• [Directions for this task]: Scan the listing below. Copy each line that contains "starting".

###

//! Allocation contexts.
//!
//! A [`Context`] bundles the virtual space, the chunk manager, the commit
//! limiter and the usage counters of one allocation domain. Arenas are
//! created from a context and keep it alive; the shared state goes away
//! with the last arena and the last `Context` handle.
//!
//! # Locking
//!
//! The chunk manager sits behind the context lock. Arena code reaches it
//! only through [`ExpandGuard`], taken while it already holds its own arena
//! lock; the context never takes an arena lock while holding its own. The
//! arena registry has a third lock, always taken first.

use std::fmt;
use std::ops::{Deref, DerefMut};
use std::sync::{Arc, Weak};

use parking_lot::{Mutex, MutexGuard};
use tracing::{debug, info};

use chunkspace_core::{AccessError, ArenaId, ClientCategory, ConfigError, VerifyError, WordAddr};
use chunkspace_stats::{ChunkManagerStats, ClmsStats, Scale};

use crate::arena::{Arena, ArenaInner};
use crate::config::{ContextConfig, Settings};
use crate::counters::{CounterSnapshot, UsageCounters};
use crate::limiter::CommitLimiter;
use crate::manager::{ChunkManager, PurgeSummary};
use crate::vspace::VirtualSpaceList;

pub(crate) struct ContextShared {
    name: String,
    settings: Settings,
    expandable: bool,
    limiter: Arc<CommitLimiter>,
    counters: Arc<UsageCounters>,
    manager: Mutex<ChunkManager>,
    arenas: Mutex<ArenaRegistry>,
}

pub(crate) type ArenaRegistry = Vec<(ArenaId, Weak<ArenaInner>)>;

impl Drop for ContextShared {
    fn drop(&mut self) {
        let manager = self.manager.get_mut();
        if !std::thread::panicking() {
            invariant!(
                manager.in_use_count() == 0,
                "{}: context dropped with {} chunk(s) still in use",
                self.name,
                manager.in_use_count()
            );
        }
        debug!(context = %self.name, "context released");
    }
}

/// Handle to an allocation context. Cheap to clone.
#[derive(Clone)]
pub struct Context {
    shared: Arc<ContextShared>,
}

// Compile-time assertion: Context must be Send + Sync.
const _: fn() = || {
    fn assert<T: Send + Sync>() {}
    assert::<Context>();
};

/// Exclusive access to a context's chunk manager.
///
/// With [`Settings::verify_after_ops`] set, dropping the guard runs a deep
/// verification of the manager and panics on the first inconsistency.
pub struct ExpandGuard<'a> {
    manager: MutexGuard<'a, ChunkManager>,
    verify: bool,
}

impl Deref for ExpandGuard<'_> {
    type Target = ChunkManager;

    fn deref(&self) -> &ChunkManager {
        &self.manager
    }
}

impl DerefMut for ExpandGuard<'_> {
    fn deref_mut(&mut self) -> &mut ChunkManager {
        &mut self.manager
    }
}

impl Drop for ExpandGuard<'_> {
    fn drop(&mut self) {
        if self.verify && !std::thread::panicking() {
            let result = self.manager.verify(true);
            invariant!(
                result.is_ok(),
                "{}: verification after operation failed: {:?}",
                self.manager.name(),
                result
            );
        }
    }
}

impl Context {
    /// Create a context with its own commit limiter.
    pub fn create(config: ContextConfig) -> Result<Context, ConfigError> {
        let limiter = Arc::new(CommitLimiter::new(config.commit_limit_words));
        Self::create_with_limiter(config, limiter)
    }

    /// Create a context charging commits to a shared limiter.
    ///
    /// `config.commit_limit_words` is ignored; the limiter's own ceiling
    /// applies.
    pub fn create_with_limiter(
        config: ContextConfig,
        limiter: Arc<CommitLimiter>,
    ) -> Result<Context, ConfigError> {
        config.validate()?;
        let settings = config.settings.clone();
        let counters = Arc::new(UsageCounters::new());
        let vsl = if config.is_expandable() {
            VirtualSpaceList::new_expandable(
                &config.name,
                settings.node_words,
                settings.commit_granule_words,
                Arc::clone(&limiter),
                Arc::clone(&counters),
            )
        } else {
            VirtualSpaceList::new_non_expandable(
                &config.name,
                config.effective_reserve_words(),
                settings.commit_granule_words,
                Arc::clone(&limiter),
                Arc::clone(&counters),
            )
        };
        info!(
            context = %config.name,
            expandable = config.is_expandable(),
            reserve_words = config.effective_reserve_words(),
            commit_limit_words = limiter.limit_words(),
            "context created"
        );
        let manager = ChunkManager::new(&config.name, vsl, settings.clone());
        Ok(Context {
            shared: Arc::new(ContextShared {
                name: config.name,
                expandable: config.reserve_limit_words == 0,
                settings,
                limiter,
                counters,
                manager: Mutex::new(manager),
                arenas: Mutex::new(Vec::new()),
            }),
        })
    }

    /// Create an arena drawing chunks from this context.
    pub fn create_arena(&self, category: ClientCategory, is_class: bool) -> Arena {
        let arena = Arena::new(self.clone(), category, is_class);
        let mut registry = self.shared.arenas.lock();
        registry.retain(|(_, weak)| weak.strong_count() > 0);
        registry.push((arena.id(), arena.downgrade()));
        arena
    }

    /// Drop `id` from the registry, returning the registry still locked.
    pub(crate) fn deregister_arena(
        &self,
        id: ArenaId,
    ) -> MutexGuard<'_, ArenaRegistry> {
        let mut registry = self.shared.arenas.lock();
        registry.retain(|(arena, _)| *arena != id);
        registry
    }

    /// Take the context lock.
    pub(crate) fn lock_expand(&self) -> ExpandGuard<'_> {
        ExpandGuard {
            manager: self.shared.manager.lock(),
            verify: self.shared.settings.verify_after_ops,
        }
    }

    pub(crate) fn usage_counters(&self) -> &UsageCounters {
        &self.shared.counters
    }

    /// Context name.
    pub fn name(&self) -> &str {
        &self.shared.name
    }

    /// Context settings.
    pub fn settings(&self) -> &Settings {
        &self.shared.settings
    }

    /// Whether the context appends reservations on demand.
    pub fn is_expandable(&self) -> bool {
        self.shared.expandable
    }

    /// The limiter commits are charged to.
    pub fn limiter(&self) -> &Arc<CommitLimiter> {
        &self.shared.limiter
    }

    /// Current used / committed / reserved totals.
    pub fn counters(&self) -> CounterSnapshot {
        self.shared.counters.snapshot()
    }

    /// Uncommit free chunks and release free nodes.
    pub fn purge(&self) -> PurgeSummary {
        self.lock_expand().purge()
    }

    /// Free chunks by level.
    pub fn statistics(&self) -> ChunkManagerStats {
        self.lock_expand().statistics()
    }

    fn live_arenas(&self) -> Vec<Arc<ArenaInner>> {
        self.shared
            .arenas
            .lock()
            .iter()
            .filter_map(|(_, weak)| weak.upgrade())
            .collect()
    }

    /// Statistics of every live arena of this context, split by class and
    /// non-class arenas.
    ///
    /// All arena locks are held together, so the result is one point in
    /// time across arenas.
    pub fn arena_statistics(&self) -> ClmsStats {
        let arenas = self.live_arenas();
        let states: Vec<_> = arenas.iter().map(|a| a.lock_state()).collect();
        let mut stats = ClmsStats::default();
        for (arena, state) in arenas.iter().zip(&states) {
            let s = state.statistics();
            if arena.is_class() {
                stats.arena_stats_class.add(&s);
            } else {
                stats.arena_stats_nonclass.add(&s);
            }
        }
        drop(states);
        stats
    }

    /// Check the context's consistency.
    ///
    /// Fast mode checks the chunk manager and virtual space. Slow mode also
    /// checks every live arena against the chunk manager, with every arena
    /// locked, and the used-words counter against the arenas.
    pub fn verify(&self, slow: bool) -> Result<(), VerifyError> {
        if !slow {
            return self.shared.manager.lock().verify(false);
        }
        let registry = self.shared.arenas.lock();
        let arenas: Vec<Arc<ArenaInner>> = registry
            .iter()
            .filter_map(|(_, weak)| weak.upgrade())
            .collect();
        // Arenas that are tearing down still hold counted words.
        let all_live = arenas.len() == registry.len();
        let result = self.verify_arenas(&arenas, all_live);
        drop(registry);
        drop(arenas);
        result
    }

    fn verify_arenas(&self, arenas: &[Arc<ArenaInner>], check_used: bool) -> Result<(), VerifyError> {
        let states: Vec<_> = arenas.iter().map(|a| a.lock_state()).collect();
        let manager = self.shared.manager.lock();
        manager.verify(true)?;
        let mut used = 0;
        for (arena, state) in arenas.iter().zip(&states) {
            arena.verify_locked(state, &manager)?;
            used += state.used_words();
        }
        if check_used && used != self.shared.counters.used_words() {
            return Err(VerifyError::Counter {
                name: "used",
                expected: used,
                actual: self.shared.counters.used_words(),
            });
        }
        Ok(())
    }

    /// Read `len` committed words starting at `addr`.
    pub fn read_words(&self, addr: WordAddr, len: usize) -> Result<Vec<u64>, AccessError> {
        self.shared.manager.lock().vsl().read_words(addr, len)
    }

    /// Write `data` to committed words starting at `addr`.
    pub fn write_words(&self, addr: WordAddr, data: &[u64]) -> Result<(), AccessError> {
        self.shared.manager.lock().vsl_mut().write_words(addr, data)
    }

    /// Render the context: space usage, free chunks and arena usage.
    pub fn print_on(&self, out: &mut dyn fmt::Write, scale: Scale, detailed: bool) -> fmt::Result {
        let arenas = self.arena_statistics();
        self.shared.manager.lock().print_on(out, scale)?;
        let counters = self.counters();
        write!(out, "Used by arenas: ")?;
        chunkspace_stats::scale::write_scaled_words(out, counters.used_words, scale)?;
        writeln!(out)?;
        arenas.print_on(out, scale, detailed)
    }
}

impl fmt::Debug for Context {
    fn fmt(&self, f: &mut fmt::Formatter<'_>) -> fmt::Result {
        f.debug_struct("Context")
            .field("name", &self.shared.name)
            .field("expandable", &self.shared.expandable)
            .field("counters", &self.counters())
            .finish()
    }
}

#[cfg(test)]
mod tests {
    use super::*;
    use chunkspace_core::{MAX_CHUNK_WORD_SIZE, MIN_CHUNK_WORD_SIZE};

    #[test]
    fn invalid_config_is_rejected() {
        let err = Context::create(ContextConfig::non_expandable("t", 10, 0)).unwrap_err();
        assert_eq!(
            err,
            ConfigError::ReserveLimitTooSmall {
                configured: 10,
                minimum: MIN_CHUNK_WORD_SIZE,
            }
        );
    }

    #[test]
    fn non_expandable_reserves_up_front() {
        let ctx = Context::create(ContextConfig::non_expandable("t", 4096, 0)).unwrap();
        assert!(!ctx.is_expandable());
        assert_eq!(ctx.counters().reserved_words, 4096);
        assert_eq!(ctx.counters().committed_words, 0);
        ctx.verify(true).unwrap();
    }

    #[test]
    fn expandable_starts_empty() {
        let ctx = Context::create(ContextConfig::new("t")).unwrap();
        assert!(ctx.is_expandable());
        assert_eq!(ctx.counters(), CounterSnapshot::default());
        let arena = ctx.create_arena(ClientCategory::Standard, false);
        arena.allocate(10).unwrap();
        assert_eq!(ctx.counters().reserved_words, 8 * MAX_CHUNK_WORD_SIZE);
        ctx.verify(true).unwrap();
    }

    #[test]
    fn shared_limiter_spans_contexts() {
        let limiter = Arc::new(CommitLimiter::new(16 * 1024));
        let a = Context::create_with_limiter(ContextConfig::new("a"), limiter.clone()).unwrap();
        let b = Context::create_with_limiter(ContextConfig::new("b"), limiter.clone()).unwrap();
        let arena_a = a.create_arena(ClientCategory::Standard, false);
        let arena_b = b.create_arena(ClientCategory::Standard, false);
        arena_a.allocate(10).unwrap();
        arena_b.allocate(10).unwrap();
        assert_eq!(limiter.committed_words(), 16 * 1024);
        let arena_c = a.create_arena(ClientCategory::Standard, false);
        assert!(arena_c.allocate(8 * 1024).unwrap_err().is_out_of_memory());
    }

    #[test]
    fn print_mentions_context_and_usage() {
        let ctx = Context::create(ContextConfig::new("printing")).unwrap();
        let arena = ctx.create_arena(ClientCategory::Standard, false);
        arena.allocate(100).unwrap();
        let mut out = String::new();
        ctx.print_on(&mut out, Scale::Words, true).unwrap();
        assert!(out.contains("Context 'printing'"), "{out}");
        assert!(out.contains("Used by arenas: 100 words"), "{out}");
        assert!(out.contains("Non-class space:"), "{out}");
    }

    #[test]
    fn arena_statistics_cover_every_arena() {
        let ctx = Context::create(ContextConfig::new("t")).unwrap();
        let a = ctx.create_arena(ClientCategory::Standard, false);
        let b = ctx.create_arena(ClientCategory::Reflection, false);
        let c = ctx.create_arena(ClientCategory::Standard, true);
        a.allocate(100).unwrap();
        b.allocate(30).unwrap();
        c.allocate(7).unwrap();
        let stats = ctx.arena_statistics();
        assert_eq!(stats.arena_stats_nonclass.totals().num, 2);
        assert_eq!(stats.arena_stats_nonclass.totals().used_words, 130);
        assert_eq!(stats.arena_stats_class.totals().used_words, 7);
        assert_eq!(stats.totals().totals().used_words, ctx.counters().used_words);
        stats.verify().unwrap();
    }

    #[test]
    fn arena_drop_deregisters() {
        let ctx = Context::create(ContextConfig::new("t")).unwrap();
        let arena = ctx.create_arena(ClientCategory::Reflection, true);
        arena.allocate(3).unwrap();
        assert_eq!(ctx.arena_statistics().arena_stats_class.totals().num, 1);
        drop(arena);
        assert_eq!(ctx.counters().used_words, 0);
        assert_eq!(ctx.arena_statistics(), ClmsStats::default());
        assert!(ctx.shared.arenas.lock().is_empty());
        ctx.verify(true).unwrap();
    }
}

###

• [Response area]:
    /// Read `len` committed words starting at `addr`.
    /// Write `data` to committed words starting at `addr`.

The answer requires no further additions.